▶ _YOUR ASSIGNMENT_
Search the data below for the string "StatusResponse" and copy all lines where it shows up.

▶ _EXERCISE DATA_
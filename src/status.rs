//! Provider health monitoring with a short-TTL result cache.
//!
//! Probing the embedding and generation providers costs real network calls,
//! so a busy status endpoint must not probe on every request. The monitor
//! holds the last probe result with its timestamp and reuses it until the
//! TTL expires; expiry triggers exactly one fresh probe, and concurrent
//! callers inside the same expiry window all see the same cached result.
//!
//! The monitor is constructed once at process start and passed to whoever
//! serves status requests. There is no global state.

use std::sync::Arc;
use std::time::{Duration, Instant};

use chrono::{DateTime, Utc};
use serde::Serialize;
use tokio::sync::Mutex;

use crate::embedding::EmbeddingProvider;
use crate::generation::GenerationProvider;

/// Connectivity snapshot for one provider.
#[derive(Debug, Clone, Serialize)]
pub struct ProviderStatus {
    pub provider: String,
    pub model: String,
    pub connected: bool,
}

/// Result of probing both providers.
#[derive(Debug, Clone, Serialize)]
pub struct StatusReport {
    pub embedding: ProviderStatus,
    pub generation: ProviderStatus,
    pub checked_at: DateTime<Utc>,
}

impl StatusReport {
    /// True when both providers answered their probes.
    pub fn connected(&self) -> bool {
        self.embedding.connected && self.generation.connected
    }
}

struct CachedReport {
    taken_at: Instant,
    report: StatusReport,
}

/// TTL-cached health monitor over the two providers.
pub struct StatusMonitor {
    embedder: Arc<dyn EmbeddingProvider>,
    generator: Arc<dyn GenerationProvider>,
    ttl: Duration,
    cached: Mutex<Option<CachedReport>>,
}

impl StatusMonitor {
    pub fn new(
        embedder: Arc<dyn EmbeddingProvider>,
        generator: Arc<dyn GenerationProvider>,
        ttl: Duration,
    ) -> Self {
        Self {
            embedder,
            generator,
            ttl,
            cached: Mutex::new(None),
        }
    }

    /// Return the current provider status, probing at most once per TTL
    /// window.
    ///
    /// The cache lock is held across the probe itself, so a burst of
    /// callers arriving at expiry produces a single probe whose result
    /// they all share.
    pub async fn status(&self) -> StatusReport {
        let mut cached = self.cached.lock().await;

        if let Some(entry) = cached.as_ref() {
            if entry.taken_at.elapsed() < self.ttl {
                return entry.report.clone();
            }
        }

        let report = self.probe().await;
        *cached = Some(CachedReport {
            taken_at: Instant::now(),
            report: report.clone(),
        });
        report
    }

    async fn probe(&self) -> StatusReport {
        let (embedding_ok, generation_ok) =
            tokio::join!(self.embedder.probe(), self.generator.probe());

        StatusReport {
            embedding: ProviderStatus {
                provider: self.embedder.provider_name().to_string(),
                model: self.embedder.model_name().to_string(),
                connected: embedding_ok,
            },
            generation: ProviderStatus {
                provider: self.generator.provider_name().to_string(),
                model: self.generator.model_name().to_string(),
                connected: generation_ok,
            },
            checked_at: Utc::now(),
        }
    }
}
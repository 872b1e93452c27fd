//! # Groundwork
//!
//! A retrieval-augmented question answering engine with cached embeddings
//! and grounded, source-attributed answers.
//!
//! Groundwork ingests free-text documents, splits them into retrievable
//! chunks, embeds and durably caches those chunks, ranks them against a
//! query by cosine similarity, and synthesizes a grounded answer with
//! traceable sources and a deterministic confidence score.
//!
//! ## Architecture
//!
//! ```text
//! ┌───────────┐   ┌────────────────────┐   ┌───────────────┐
//! │ Documents │──▶│ Segment + Embed     │──▶│ Knowledge     │
//! │ (ingest)  │   │ (fingerprint cache) │   │ Store (RAM)   │
//! └───────────┘   └────────────────────┘   └──────┬────────┘
//!                                                 │
//! ┌───────────┐   ┌────────────────────┐   ┌──────▼────────┐
//! │ Question  │──▶│ Embed + Rank        │──▶│ Synthesize    │──▶ Answer
//! │ (ask)     │   │ (cosine, threshold) │   │ (generation)  │
//! └───────────┘   └────────────────────┘   └───────────────┘
//! ```
//!
//! The embedding and generation models are external services behind the
//! narrow [`embedding::EmbeddingProvider`] and
//! [`generation::GenerationProvider`] traits; either can be swapped or
//! mocked without touching retrieval or ranking logic. The only durable
//! state is the embedding cache, a single JSON file keyed by chunk-text
//! fingerprint.
//!
//! ## Modules
//!
//! | Module | Purpose |
//! |--------|---------|
//! | [`config`] | TOML configuration parsing |
//! | [`models`] | Core data types |
//! | [`error`] | Engine error taxonomy |
//! | [`segment`] | Lossless bounded-size text segmentation |
//! | [`cache`] | Durable fingerprint-keyed embedding cache |
//! | [`embedding`] | Embedding provider adapters + cosine similarity |
//! | [`generation`] | Generation provider adapters |
//! | [`store`] | In-memory knowledge store |
//! | [`rank`] | Similarity ranking and relevance scoring |
//! | [`synthesize`] | Context assembly, prompting, confidence |
//! | [`status`] | TTL-cached provider health monitor |
//! | [`engine`] | Ingest / search / ask orchestration |
//! | [`server`] | JSON HTTP API |

pub mod cache;
pub mod config;
pub mod embedding;
pub mod engine;
pub mod error;
pub mod generation;
pub mod models;
pub mod rank;
pub mod segment;
pub mod server;
pub mod status;
pub mod store;
pub mod synthesize;
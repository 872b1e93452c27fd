//! HTTP API server.
//!
//! Exposes the engine via a JSON HTTP API:
//!
//! | Method | Path | Description |
//! |--------|------|-------------|
//! | `POST` | `/api/ingest` | Ingest a document |
//! | `POST` | `/api/search` | Rank stored chunks against a query |
//! | `POST` | `/api/ask` | Answer a question (retrieval or direct) |
//! | `GET`  | `/api/status` | Provider connectivity + knowledge-base stats |
//!
//! # Error contract
//!
//! All error responses share one schema:
//!
//! ```json
//! { "error": { "code": "bad_request", "message": "query must not be empty" } }
//! ```
//!
//! Error codes: `bad_request` (400), `provider_error` (502), `internal` (500).
//!
//! # CORS
//!
//! All origins, methods, and headers are permitted to support browser-based
//! clients.

use axum::{
    extract::State,
    http::StatusCode,
    response::{IntoResponse, Response},
    routing::{get, post},
    Json, Router,
};
use serde::{Deserialize, Serialize};
use std::sync::Arc;
use tower_http::cors::{Any, CorsLayer};

use crate::engine::{AskRequest, RagEngine};
use crate::error::EngineError;
use crate::models::{Answer, IngestReceipt, KnowledgeBaseStats, SearchHit};
use crate::status::{StatusMonitor, StatusReport};

/// Shared application state passed to all route handlers.
#[derive(Clone)]
pub struct AppState {
    pub engine: Arc<RagEngine>,
    pub monitor: Arc<StatusMonitor>,
}

/// Build the API router. Separated from [`run_server`] so tests can drive
/// the routes without binding a socket.
pub fn router(state: AppState) -> Router {
    let cors = CorsLayer::new()
        .allow_origin(Any)
        .allow_methods(Any)
        .allow_headers(Any);

    Router::new()
        .route("/api/ingest", post(handle_ingest))
        .route("/api/search", post(handle_search))
        .route("/api/ask", post(handle_ask))
        .route("/api/status", get(handle_status))
        .layer(cors)
        .with_state(state)
}

/// Bind and serve until the process is terminated.
pub async fn run_server(bind_addr: &str, state: AppState) -> anyhow::Result<()> {
    let app = router(state);

    tracing::info!(addr = bind_addr, "listening");
    let listener = tokio::net::TcpListener::bind(bind_addr).await?;
    axum::serve(listener, app).await?;

    Ok(())
}

// ============ Error response ============

#[derive(Serialize)]
struct ErrorBody {
    error: ErrorDetail,
}

#[derive(Serialize)]
struct ErrorDetail {
    code: String,
    message: String,
}

/// Internal error type that converts into an HTTP response.
struct AppError {
    status: StatusCode,
    code: &'static str,
    message: String,
}

impl IntoResponse for AppError {
    fn into_response(self) -> Response {
        let body = ErrorBody {
            error: ErrorDetail {
                code: self.code.to_string(),
                message: self.message,
            },
        };
        (self.status, Json(body)).into_response()
    }
}

impl From<EngineError> for AppError {
    fn from(err: EngineError) -> Self {
        match err {
            EngineError::Validation(message) => AppError {
                status: StatusCode::BAD_REQUEST,
                code: "bad_request",
                message,
            },
            EngineError::Provider { .. } => AppError {
                status: StatusCode::BAD_GATEWAY,
                code: "provider_error",
                message: err.to_string(),
            },
            EngineError::CacheWrite(_) => AppError {
                status: StatusCode::INTERNAL_SERVER_ERROR,
                code: "internal",
                message: err.to_string(),
            },
        }
    }
}

// ============ POST /api/ingest ============

async fn handle_ingest(
    State(state): State<AppState>,
    Json(input): Json<crate::models::DocumentInput>,
) -> Result<Json<IngestReceipt>, AppError> {
    let receipt = state.engine.ingest(input).await?;
    Ok(Json(receipt))
}

// ============ POST /api/search ============

#[derive(Deserialize)]
struct SearchBody {
    query: String,
    #[serde(default)]
    limit: Option<usize>,
    #[serde(default)]
    threshold: Option<f32>,
}

#[derive(Serialize)]
struct SearchResponse {
    results: Vec<SearchHit>,
}

async fn handle_search(
    State(state): State<AppState>,
    Json(body): Json<SearchBody>,
) -> Result<Json<SearchResponse>, AppError> {
    let results = state
        .engine
        .search(&body.query, body.limit, body.threshold)
        .await?;
    Ok(Json(SearchResponse { results }))
}

// ============ POST /api/ask ============

#[derive(Deserialize)]
struct AskBody {
    question: String,
    #[serde(default = "default_use_retrieval")]
    use_retrieval: bool,
    #[serde(default)]
    context: Option<String>,
}

fn default_use_retrieval() -> bool {
    true
}

async fn handle_ask(
    State(state): State<AppState>,
    Json(body): Json<AskBody>,
) -> Result<Json<Answer>, AppError> {
    let answer = state
        .engine
        .ask(AskRequest {
            question: body.question,
            use_retrieval: body.use_retrieval,
            context: body.context,
        })
        .await?;
    Ok(Json(answer))
}

// ============ GET /api/status ============

#[derive(Serialize)]
struct StatusResponse {
    status: &'static str,
    providers: StatusReport,
    knowledge_base: KnowledgeBaseStats,
    cached_embeddings: usize,
    capabilities: [&'static str; 4],
}

async fn handle_status(State(state): State<AppState>) -> Json<StatusResponse> {
    let providers = state.monitor.status().await;
    let status = if providers.connected() {
        "ok"
    } else {
        "degraded"
    };

    Json(StatusResponse {
        status,
        providers,
        knowledge_base: state.engine.stats(),
        cached_embeddings: state.engine.cached_embeddings(),
        capabilities: ["ingest", "search", "ask", "status"],
    })
}
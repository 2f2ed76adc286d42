//! Resolution of the search API key from an ordered list of sources.
//!
//! The standard chain is:
//!
//! 1. the `TAVILY_API_KEY` environment variable
//! 2. `tavily_api.txt` in the current working directory
//! 3. `tavily_api.txt` three directories above this source file, which is the
//!    workspace root
//!
//! The first source that yields a non-empty value wins and later sources are
//! not consulted. A missing file counts as "no value"; any other I/O failure is
//! returned to the caller. Running out of sources is not an error: the
//! resolver returns `Ok(None)` and the provider client decides what a missing
//! key means.
//!
//! ```
//! use quarry_config::credentials::{CredentialResolver, CredentialSource, CredentialError};
//!
//! struct Fixed(&'static str);
//!
//! impl CredentialSource for Fixed {
//!     fn name(&self) -> String {
//!         "fixed".into()
//!     }
//!     fn lookup(&self) -> Result<Option<String>, CredentialError> {
//!         Ok(Some(self.0.to_string()))
//!     }
//! }
//!
//! let resolver = CredentialResolver::new(vec![Box::new(Fixed("tvly-demo"))]);
//! let key = resolver.resolve().unwrap().expect("fixed source always answers");
//! assert_eq!(key.expose(), "tvly-demo");
//! ```

use std::fmt;
use std::io;
use std::path::{Path, PathBuf};

use thiserror::Error;

pub const CREDENTIAL_ENV: &str = "TAVILY_API_KEY";
pub const CREDENTIAL_FILE: &str = "tavily_api.txt";
/// Levels above the module file that make up the install-relative root.
pub const INSTALL_ROOT_DEPTH: usize = 3;

/// Opaque API key. `Debug` never prints the value.
#[derive(Clone, PartialEq, Eq)]
pub struct Credential(String);

impl Credential {
    pub fn new(raw: impl Into<String>) -> Self {
        Self(raw.into())
    }

    pub fn expose(&self) -> &str {
        &self.0
    }
}

impl fmt::Debug for Credential {
    fn fmt(&self, f: &mut fmt::Formatter<'_>) -> fmt::Result {
        f.write_str("Credential(<redacted>)")
    }
}

#[derive(Debug, Error)]
pub enum CredentialError {
    #[error("failed to read credential file {}: {source}", .path.display())]
    Read {
        path: PathBuf,
        #[source]
        source: io::Error,
    },

    #[error("environment variable {var} is not valid unicode")]
    NotUnicode { var: String },
}

/// One place a credential might live.
///
/// `Ok(None)` means "nothing here, try the next source".
pub trait CredentialSource: Send + Sync {
    /// Label used in logs. Must not contain the credential.
    fn name(&self) -> String;

    fn lookup(&self) -> Result<Option<String>, CredentialError>;
}

/// Reads a single environment variable. Unset and empty are both absent.
#[derive(Debug, Clone)]
pub struct EnvSource {
    var: String,
}

impl EnvSource {
    pub fn new(var: impl Into<String>) -> Self {
        Self { var: var.into() }
    }
}

impl CredentialSource for EnvSource {
    fn name(&self) -> String {
        format!("env:{}", self.var)
    }

    fn lookup(&self) -> Result<Option<String>, CredentialError> {
        match std::env::var(&self.var) {
            Ok(value) if value.is_empty() => Ok(None),
            Ok(value) => Ok(Some(value)),
            Err(std::env::VarError::NotPresent) => Ok(None),
            Err(std::env::VarError::NotUnicode(_)) => Err(CredentialError::NotUnicode {
                var: self.var.clone(),
            }),
        }
    }
}

/// Reads a whole file and trims surrounding whitespace.
///
/// Relative paths are resolved against the working directory at lookup time.
#[derive(Debug, Clone)]
pub struct FileSource {
    path: PathBuf,
}

impl FileSource {
    pub fn new(path: impl Into<PathBuf>) -> Self {
        Self { path: path.into() }
    }

    /// `file_name` in whatever the current directory is when [`lookup`] runs.
    ///
    /// [`lookup`]: CredentialSource::lookup
    pub fn working_dir(file_name: &str) -> Self {
        Self::new(file_name)
    }

    /// `file_name` under the install-relative root of this crate.
    pub fn install_relative(file_name: &str) -> Self {
        Self::install_relative_to(&module_file(), file_name)
    }

    /// `file_name` under [`install_root`] of `module_file`.
    pub fn install_relative_to(module_file: &Path, file_name: &str) -> Self {
        Self::new(install_root(module_file).join(file_name))
    }

    pub fn path(&self) -> &Path {
        &self.path
    }
}

impl CredentialSource for FileSource {
    fn name(&self) -> String {
        format!("file:{}", self.path.display())
    }

    fn lookup(&self) -> Result<Option<String>, CredentialError> {
        match std::fs::read_to_string(&self.path) {
            Ok(raw) => {
                let trimmed = raw.trim();
                Ok((!trimmed.is_empty()).then(|| trimmed.to_string()))
            }
            Err(e) if e.kind() == io::ErrorKind::NotFound => Ok(None),
            Err(source) => Err(CredentialError::Read {
                path: self.path.clone(),
                source,
            }),
        }
    }
}

/// Lexically walk [`INSTALL_ROOT_DEPTH`] levels up from `module_file`.
///
/// `<root>/quarry-config/src/credentials.rs` yields `<root>`. Walking past
/// the filesystem root stays at the root, the same as `..` does on the
/// filesystem.
pub fn install_root(module_file: &Path) -> PathBuf {
    module_file
        .ancestors()
        .nth(INSTALL_ROOT_DEPTH)
        .or_else(|| module_file.ancestors().last())
        .unwrap_or(module_file)
        .to_path_buf()
}

/// This source file, fixed at build time.
fn module_file() -> PathBuf {
    Path::new(env!("CARGO_MANIFEST_DIR"))
        .join("src")
        .join("credentials.rs")
}

/// Ordered credential lookup. Built fresh per search; holds no values.
pub struct CredentialResolver {
    sources: Vec<Box<dyn CredentialSource>>,
}

impl Default for CredentialResolver {
    fn default() -> Self {
        Self::standard()
    }
}

impl fmt::Debug for CredentialResolver {
    fn fmt(&self, f: &mut fmt::Formatter<'_>) -> fmt::Result {
        f.debug_struct("CredentialResolver")
            .field("sources", &self.source_names())
            .finish()
    }
}

impl CredentialResolver {
    pub fn new(sources: Vec<Box<dyn CredentialSource>>) -> Self {
        Self { sources }
    }

    /// Environment, then working directory file, then install-relative file.
    pub fn standard() -> Self {
        Self::new(vec![
            Box::new(EnvSource::new(CREDENTIAL_ENV)),
            Box::new(FileSource::working_dir(CREDENTIAL_FILE)),
            Box::new(FileSource::install_relative(CREDENTIAL_FILE)),
        ])
    }

    pub fn source_names(&self) -> Vec<String> {
        self.sources.iter().map(|s| s.name()).collect()
    }

    /// Try each source in order; stop at the first value.
    pub fn resolve(&self) -> Result<Option<Credential>, CredentialError> {
        for source in &self.sources {
            match source.lookup() {
                Ok(Some(value)) => {
                    tracing::debug!(
                        target: "quarry.credentials",
                        source = %source.name(),
                        "credential.resolved"
                    );
                    return Ok(Some(Credential(value)));
                }
                Ok(None) => {
                    tracing::trace!(
                        target: "quarry.credentials",
                        source = %source.name(),
                        "credential.source_empty"
                    );
                }
                Err(e) => {
                    tracing::warn!(
                        target: "quarry.credentials",
                        source = %source.name(),
                        error = %e,
                        "credential.source_failed"
                    );
                    return Err(e);
                }
            }
        }

        tracing::warn!(
            target: "quarry.credentials",
            sources = ?self.source_names(),
            "credential.exhausted"
        );
        Ok(None)
    }
}
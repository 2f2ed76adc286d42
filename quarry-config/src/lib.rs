//! Credential lookup and provider settings for Quarry.
//!
//! - [`credentials`]: the ordered fallback chain that yields the search API key
//! - [`settings`]: tunables for the search provider client (endpoint, depth,
//!   result count), loaded with the `config` crate from YAML + env overlays
//!
//! The two are deliberately separate: the API key is never read from the
//! settings sources, only from the chain in [`credentials`].

pub mod credentials;
pub mod settings;

pub use config::ConfigError;
pub use credentials::{
    Credential, CredentialError, CredentialResolver, CredentialSource, EnvSource, FileSource,
};
pub use settings::{SearchDepth, SearchSettings, SearchSettingsLoader, SearchTopic};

▶ _PROBLEM SOLUTION_
struct StatusResponse {
async fn handle_status(State(state): State<AppState>) -> Json<StatusResponse> {
    Json(StatusResponse {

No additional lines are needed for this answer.